> **What the task asks**
Please take the records that follow and repeat exactly the lines starting with the line with "use crate::error::TokenError;" and going on through the line with "consulting the store.".

> **Collected data entries**

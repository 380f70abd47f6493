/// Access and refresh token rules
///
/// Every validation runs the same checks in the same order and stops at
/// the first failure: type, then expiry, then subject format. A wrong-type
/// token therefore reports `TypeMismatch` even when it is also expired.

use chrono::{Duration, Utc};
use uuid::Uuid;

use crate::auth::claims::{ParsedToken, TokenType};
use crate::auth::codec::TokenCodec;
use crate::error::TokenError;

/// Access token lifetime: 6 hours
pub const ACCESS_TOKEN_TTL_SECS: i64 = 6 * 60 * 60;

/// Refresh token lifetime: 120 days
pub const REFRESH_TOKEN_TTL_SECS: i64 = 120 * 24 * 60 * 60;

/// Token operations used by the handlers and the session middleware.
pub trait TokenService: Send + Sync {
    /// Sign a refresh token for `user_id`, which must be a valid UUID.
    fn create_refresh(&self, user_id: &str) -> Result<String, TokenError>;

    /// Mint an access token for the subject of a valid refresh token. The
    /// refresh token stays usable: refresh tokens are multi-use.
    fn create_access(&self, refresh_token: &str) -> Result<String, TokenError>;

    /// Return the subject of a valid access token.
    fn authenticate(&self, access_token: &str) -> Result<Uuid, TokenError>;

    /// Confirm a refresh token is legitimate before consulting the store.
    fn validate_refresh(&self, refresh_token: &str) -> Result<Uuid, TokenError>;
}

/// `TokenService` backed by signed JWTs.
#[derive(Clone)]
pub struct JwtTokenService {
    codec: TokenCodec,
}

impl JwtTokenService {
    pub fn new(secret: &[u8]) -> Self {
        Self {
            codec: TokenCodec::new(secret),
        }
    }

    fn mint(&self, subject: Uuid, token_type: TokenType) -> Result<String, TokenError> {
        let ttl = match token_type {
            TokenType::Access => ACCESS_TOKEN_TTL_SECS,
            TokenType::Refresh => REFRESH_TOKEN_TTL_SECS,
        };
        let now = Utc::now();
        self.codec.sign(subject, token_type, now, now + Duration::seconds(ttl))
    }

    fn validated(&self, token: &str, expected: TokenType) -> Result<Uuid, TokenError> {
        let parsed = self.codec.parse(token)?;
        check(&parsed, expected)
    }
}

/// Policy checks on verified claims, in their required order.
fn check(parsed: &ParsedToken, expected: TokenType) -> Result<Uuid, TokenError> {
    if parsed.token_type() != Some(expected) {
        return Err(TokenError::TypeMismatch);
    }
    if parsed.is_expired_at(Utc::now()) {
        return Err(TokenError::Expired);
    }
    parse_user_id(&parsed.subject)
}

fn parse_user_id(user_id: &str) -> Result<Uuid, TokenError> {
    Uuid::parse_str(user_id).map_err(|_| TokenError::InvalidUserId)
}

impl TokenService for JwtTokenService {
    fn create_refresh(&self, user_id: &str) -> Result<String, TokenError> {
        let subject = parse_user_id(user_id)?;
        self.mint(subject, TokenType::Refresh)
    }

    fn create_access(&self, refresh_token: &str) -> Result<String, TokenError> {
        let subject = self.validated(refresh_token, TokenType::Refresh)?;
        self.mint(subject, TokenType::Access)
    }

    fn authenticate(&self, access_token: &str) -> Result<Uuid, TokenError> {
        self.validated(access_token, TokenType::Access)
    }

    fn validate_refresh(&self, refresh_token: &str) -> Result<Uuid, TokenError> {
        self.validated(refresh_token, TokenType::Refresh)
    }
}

> **Answer section**
use crate::error::TokenError;

/// Access token lifetime: 6 hours
pub const ACCESS_TOKEN_TTL_SECS: i64 = 6 * 60 * 60;

/// Refresh token lifetime: 120 days
pub const REFRESH_TOKEN_TTL_SECS: i64 = 120 * 24 * 60 * 60;

/// Token operations used by the handlers and the session middleware.
pub trait TokenService: Send + Sync {
    /// Sign a refresh token for `user_id`, which must be a valid UUID.
    fn create_refresh(&self, user_id: &str) -> Result<String, TokenError>;

    /// Mint an access token for the subject of a valid refresh token. The
    /// refresh token stays usable: refresh tokens are multi-use.
    fn create_access(&self, refresh_token: &str) -> Result<String, TokenError>;

    /// Return the subject of a valid access token.
    fn authenticate(&self, access_token: &str) -> Result<Uuid, TokenError>;

    /// Confirm a refresh token is legitimate before consulting the store.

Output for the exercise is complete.